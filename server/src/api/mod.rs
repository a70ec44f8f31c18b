pub mod detect;
pub mod health;
pub mod recipes;
pub mod root;

use axum::routing::{get, post};
use axum::Router;
use serde::Serialize;
use utoipa::{OpenApi, ToSchema};

use crate::state::SharedState;

/// Shared error response used by all endpoints
#[derive(Debug, Clone, Serialize, ToSchema)]
pub struct ErrorResponse {
    pub detail: String,
}

/// Returns the router for all API endpoints
pub fn router() -> Router<SharedState> {
    Router::new()
        .route("/", get(root::root))
        .route("/health", get(health::health))
        .route("/api/detect", post(detect::detect))
        .route("/api/recipes", post(recipes::generate))
}

/// Generate the complete OpenAPI spec by merging all module specs
pub fn openapi() -> utoipa::openapi::OpenApi {
    #[derive(OpenApi)]
    #[openapi(components(schemas(ErrorResponse)))]
    struct BaseApi;

    let mut spec = BaseApi::openapi();

    let modules: Vec<utoipa::openapi::OpenApi> = vec![
        root::ApiDoc::openapi(),
        health::ApiDoc::openapi(),
        detect::ApiDoc::openapi(),
        recipes::ApiDoc::openapi(),
    ];

    for module_spec in modules {
        spec.paths.paths.extend(module_spec.paths.paths);

        if let Some(module_components) = module_spec.components {
            if let Some(spec_components) = spec.components.as_mut() {
                spec_components.schemas.extend(module_components.schemas);
            }
        }
    }

    spec
}
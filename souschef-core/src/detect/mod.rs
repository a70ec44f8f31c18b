//! Ingredient detection from fridge photos.
//!
//! The detector runs an object detection model over a decoded image and
//! returns raw labeled boxes. Label mapping to ingredient display names
//! happens separately (see `labels`), so the detector stays agnostic of
//! which label table is in use.

pub mod mock;
pub mod onnx;

use std::env;

use image::DynamicImage;

use crate::error::DetectError;
use crate::labels::LabelTable;

/// Default path to the detection model.
pub const DEFAULT_MODEL_PATH: &str = "models/best.onnx";

/// Default minimum confidence for a detection to count.
pub const DEFAULT_CONFIDENCE_THRESHOLD: f32 = 0.25;

/// Axis-aligned bounding box in input image pixel coordinates.
#[derive(Debug, Clone, Copy, PartialEq)]
pub struct BoundingBox {
    pub x1: f32,
    pub y1: f32,
    pub x2: f32,
    pub y2: f32,
}

/// A single detection as emitted by the model, before label mapping.
#[derive(Debug, Clone)]
pub struct RawDetection {
    /// Raw class label from the model (e.g. "tomato").
    pub label: String,
    pub confidence: f32,
    pub bbox: BoundingBox,
}

/// Interface for ingredient detection backends.
pub trait IngredientDetector: Send + Sync {
    /// Run detection on a decoded image, keeping detections at or above
    /// the confidence threshold.
    fn detect(
        &self,
        image: &DynamicImage,
        confidence_threshold: f32,
    ) -> Result<Vec<RawDetection>, DetectError>;

    /// Human-readable description of the backend, for logs and the
    /// service descriptor.
    fn describe(&self) -> String;
}

/// What the detect endpoint does when no model is loaded.
#[derive(Debug, Clone, Copy, PartialEq, Eq, Default)]
pub enum DetectFallback {
    /// Return plausible mock ingredients so clients keep working.
    #[default]
    Mock,
    /// Fail the request with a not-found error.
    NotFound,
}

/// Detector configuration.
#[derive(Debug, Clone)]
pub struct DetectorConfig {
    /// Path to the ONNX model file.
    pub model_path: String,
    /// Which label table to map raw classes through.
    pub label_table: LabelTable,
    /// Minimum confidence for a detection to count.
    pub confidence_threshold: f32,
    /// Behavior when the model file is missing or fails to load.
    pub fallback: DetectFallback,
}

impl Default for DetectorConfig {
    fn default() -> Self {
        Self {
            model_path: DEFAULT_MODEL_PATH.to_string(),
            label_table: LabelTable::FineTuned,
            confidence_threshold: DEFAULT_CONFIDENCE_THRESHOLD,
            fallback: DetectFallback::Mock,
        }
    }
}

impl DetectorConfig {
    /// Load configuration from environment variables.
    ///
    /// Optional:
    /// - `SOUSCHEF_MODEL_PATH`: Model file path (default: "models/best.onnx")
    /// - `SOUSCHEF_LABEL_TABLE`: "fine_tuned" or "generic" (default: "fine_tuned")
    /// - `SOUSCHEF_CONFIDENCE_THRESHOLD`: Minimum confidence (default: 0.25)
    /// - `SOUSCHEF_DETECT_FALLBACK`: "mock" or "not_found" (default: "mock")
    pub fn from_env() -> Self {
        let model_path =
            env::var("SOUSCHEF_MODEL_PATH").unwrap_or_else(|_| DEFAULT_MODEL_PATH.to_string());

        let label_table = match env::var("SOUSCHEF_LABEL_TABLE").as_deref() {
            Ok("generic") => LabelTable::Generic,
            _ => LabelTable::FineTuned,
        };

        let confidence_threshold = env::var("SOUSCHEF_CONFIDENCE_THRESHOLD")
            .ok()
            .and_then(|v| v.parse().ok())
            .unwrap_or(DEFAULT_CONFIDENCE_THRESHOLD);

        let fallback = match env::var("SOUSCHEF_DETECT_FALLBACK").as_deref() {
            Ok("not_found") => DetectFallback::NotFound,
            _ => DetectFallback::Mock,
        };

        Self {
            model_path,
            label_table,
            confidence_threshold,
            fallback,
        }
    }
}
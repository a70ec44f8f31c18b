use axum::{
    extract::State,
    response::{IntoResponse, Response},
    Json,
};
use utoipa::OpenApi;

use souschef_core::{build_recipe, Recipe, RecipeGenerator, RecipeRequest};

use crate::state::SharedState;

#[utoipa::path(
    post,
    path = "/api/recipes",
    tag = "recipes",
    request_body = RecipeRequest,
    responses(
        (status = 200, description = "Generated recipe", body = Recipe),
        (status = 422, description = "Missing or mistyped request fields")
    )
)]
pub async fn generate(State(state): State<SharedState>, Json(request): Json<RecipeRequest>) -> Response {
    if let Some(provider) = &state.llm {
        let generator = RecipeGenerator::new(provider.clone());
        match generator.generate(&request).await {
            Ok(recipe) => return Json(recipe).into_response(),
            Err(e) => {
                tracing::warn!(error = %e, "LLM generation failed, using template fallback");
            }
        }
    }

    let recipe = {
        let mut rng = state.rng.lock().unwrap();
        build_recipe(&request, &mut *rng)
    };
    Json(recipe).into_response()
}

#[derive(OpenApi)]
#[openapi(
    paths(generate),
    components(schemas(
        Recipe,
        RecipeRequest,
        souschef_core::Ingredient,
        souschef_core::Instruction,
        souschef_core::NutritionInfo,
        souschef_core::Difficulty,
    ))
)]
pub struct ApiDoc;
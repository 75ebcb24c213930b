//! Collect-all-errors combinator for teardown paths.
//!
//! Teardown never short-circuits: every independent step runs, each failure
//! is logged and kept, and the caller gets one [`CoreError::PartialFailure`]
//! listing all of them. Create paths use ordinary `?` instead.

use crate::error::{CoreError, Failures, Result};

/// Accumulates the outcome of independent teardown steps.
///
/// ```ignore
/// let mut steps = BestEffort::new("network teardown", sandbox_id);
/// steps.record("delete netns", host.run(del_netns).await);
/// steps.record("delete veth", host.run(del_veth).await);
/// steps.finish()?;
/// ```
#[derive(Debug)]
pub struct BestEffort {
    scope: &'static str,
    subject: String,
    failures: Vec<CoreError>,
}

impl BestEffort {
    /// Start collecting failures for `scope` (e.g. "network teardown") on `subject`.
    pub fn new(scope: &'static str, subject: impl Into<String>) -> Self {
        Self {
            scope,
            subject: subject.into(),
            failures: Vec::new(),
        }
    }

    /// Record the result of one step.
    ///
    /// Nested partial failures are flattened so the final list names every
    /// leaf cause exactly once.
    pub fn record<T>(&mut self, step: &str, result: Result<T>) -> Option<T> {
        match result {
            Ok(value) => {
                tracing::trace!(scope = self.scope, subject = %self.subject, step, "Step done");
                Some(value)
            }
            Err(CoreError::PartialFailure(inner)) => {
                tracing::warn!(
                    scope = self.scope,
                    subject = %self.subject,
                    step,
                    failed = inner.len(),
                    "Step partially failed"
                );
                self.failures.extend(inner.0);
                None
            }
            Err(err) => {
                tracing::warn!(
                    scope = self.scope,
                    subject = %self.subject,
                    step,
                    error = %err,
                    "Step failed"
                );
                self.failures.push(err);
                None
            }
        }
    }

    /// Number of failures so far.
    pub fn failed(&self) -> usize {
        self.failures.len()
    }

    /// `Ok(())` if every step succeeded, otherwise all failures joined.
    pub fn finish(self) -> Result<()> {
        if self.failures.is_empty() {
            Ok(())
        } else {
            tracing::error!(
                scope = self.scope,
                subject = %self.subject,
                failed = self.failures.len(),
                "Best-effort teardown finished with failures"
            );
            Err(CoreError::PartialFailure(Failures(self.failures)))
        }
    }
}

####################

What is expected - Please output the lines of the listing above that fall in the stretch from the one with "pub struct ApiDoc;" through the one with "self.failures.push(err);", exactly and only those.

Reply to the task -
pub struct ApiDoc;
repository 75ebcb24c213930b
//! Collect-all-errors combinator for teardown paths.
//!
//! Teardown never short-circuits: every independent step runs, each failure
//! is logged and kept, and the caller gets one [`CoreError::PartialFailure`]
//! listing all of them. Create paths use ordinary `?` instead.

use crate::error::{CoreError, Failures, Result};

/// Accumulates the outcome of independent teardown steps.
///
/// ```ignore
/// let mut steps = BestEffort::new("network teardown", sandbox_id);
/// steps.record("delete netns", host.run(del_netns).await);
/// steps.record("delete veth", host.run(del_veth).await);
/// steps.finish()?;
/// ```
#[derive(Debug)]
pub struct BestEffort {
    scope: &'static str,
    subject: String,
    failures: Vec<CoreError>,
}

impl BestEffort {
    /// Start collecting failures for `scope` (e.g. "network teardown") on `subject`.
    pub fn new(scope: &'static str, subject: impl Into<String>) -> Self {
        Self {
            scope,
            subject: subject.into(),
            failures: Vec::new(),
        }
    }

    /// Record the result of one step.
    ///
    /// Nested partial failures are flattened so the final list names every
    /// leaf cause exactly once.
    pub fn record<T>(&mut self, step: &str, result: Result<T>) -> Option<T> {
        match result {
            Ok(value) => {
                tracing::trace!(scope = self.scope, subject = %self.subject, step, "Step done");
                Some(value)
            }
            Err(CoreError::PartialFailure(inner)) => {
                tracing::warn!(
                    scope = self.scope,
                    subject = %self.subject,
                    step,
                    failed = inner.len(),
                    "Step partially failed"
                );
                self.failures.extend(inner.0);
                None
            }
            Err(err) => {
                tracing::warn!(
                    scope = self.scope,
                    subject = %self.subject,
                    step,
                    error = %err,
                    "Step failed"
                );
                self.failures.push(err);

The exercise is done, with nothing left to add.